A randomised controlled trial of a CBT intervention for anxiety in children with Asperger syndrome
Article first published online: 6 JAN 2005
Journal of Child Psychology and Psychiatry
Volume 46, Issue 11, pages 1152–1160, November 2005
How to Cite
Sofronoff, K., Attwood, T. and Hinton, S. (2005), A randomised controlled trial of a CBT intervention for anxiety in children with Asperger syndrome. Journal of Child Psychology and Psychiatry, 46: 1152–1160. doi: 10.1111/j.1469-7610.2005.00411.x
- Issue published online: 11 MAY 2005
- Article first published online: 6 JAN 2005
- Manuscript accepted 25 August 2004
- Asperger syndrome;
- parent involvement
Background: The aim of the study was to evaluate the effectiveness of a brief CBT intervention for anxiety with children diagnosed with Asperger syndrome (AS). A second interest was to evaluate whether more intensive parent involvement would increase the child's ability to manage anxiety outside of the clinic setting.
Methods: Seventy-one children aged ten to twelve years were recruited to participate in the anxiety programme. All children were diagnosed with AS and the presence of anxiety symptoms was accepted on parent report via brief interview. Children were randomly assigned to one of three conditions: intervention for child only, intervention for child and parent, wait-list control.

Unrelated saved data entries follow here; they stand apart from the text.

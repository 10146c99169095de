//! Property-based tests for the output sanitizer
//!
//! Random text wrapped in escape sequences and split at arbitrary points
//! must come out the same as the one-shot form.

use proptest::prelude::*;
use shellbridge::ansi::{strip_ansi, OutputSanitizer};

/// Escape sequences a shell commonly emits
fn escape() -> impl Strategy<Value = String> {
    prop_oneof![
        (0u8..108).prop_map(|n| format!("\x1b[{}m", n)),
        (1u16..200).prop_map(|n| format!("\x1b[{}C", n)),
        Just("\x1b[K".to_string()),
        Just("\x1b[?2004h".to_string()),
        "[a-z ]{0,12}".prop_map(|t| format!("\x1b]0;{}\x07", t)),
    ]
}

fn decorated() -> impl Strategy<Value = String> {
    prop::collection::vec(("[a-zA-Z0-9 .:/\u{2060}\u{200b}\u{200c}\u{200d}é]{0,8}", escape()), 0..16)
        .prop_map(|parts| {
            parts
                .into_iter()
                .map(|(text, esc)| format!("{}{}", esc, text))
                .collect()
        })
}

proptest! {
    #[test]
    fn test_sanitizer_doesnt_panic_on_random_bytes(bytes in prop::collection::vec(any::<u8>(), 0..512)) {
        let mut sanitizer = OutputSanitizer::new();
        let _ = sanitizer.sanitize(&bytes);
    }

    #[test]
    fn test_plain_text_is_unchanged(s in "[a-zA-Z0-9 .,:/_-]{0,200}") {
        prop_assert_eq!(strip_ansi(&s), s);
    }

    #[test]
    fn test_output_has_no_escape_bytes(s in decorated()) {
        let clean = strip_ansi(&s);
        prop_assert!(!clean.contains('\x1b'));
        prop_assert!(!clean.contains('\x07'));
    }

    #[test]
    fn test_chunking_does_not_change_output(s in decorated(), split in any::<prop::sample::Index>()) {
        let bytes = s.as_bytes();
        let at = split.index(bytes.len() + 1);

        let mut sanitizer = OutputSanitizer::new();
        let mut chunked = sanitizer.sanitize(&bytes[..at]);
        chunked.push_str(&sanitizer.sanitize(&bytes[at..]));

        prop_assert_eq!(chunked, strip_ansi(&s));
    }

    #[test]
    fn test_zero_width_text_survives(s in "[\u{2060}\u{200b}\u{200c}\u{200d}]{1,20}", esc in escape()) {
        let raw = format!("{}{}{}", esc, s, esc);
        prop_assert_eq!(strip_ansi(&raw), s);
    }
}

Results: The two intervention groups demonstrated significant decreases in parent-reported anxiety symptoms at follow-up and a significant increase in the child's ability to generate positive strategies in an anxiety-provoking situation. There were a number of significant differences between the two interventions to suggest parent involvement as beneficial.
Conclusions: The sample of children with AS in this study presented with a profile of anxiety similar to a sample of clinically diagnosed anxious children. The intervention was endorsed by parents as a useful programme for children diagnosed with Asperger syndrome and exhibiting anxiety symptoms, and active parent involvement enhanced the usefulness of the programme. Limitations of the study and future research are discussed.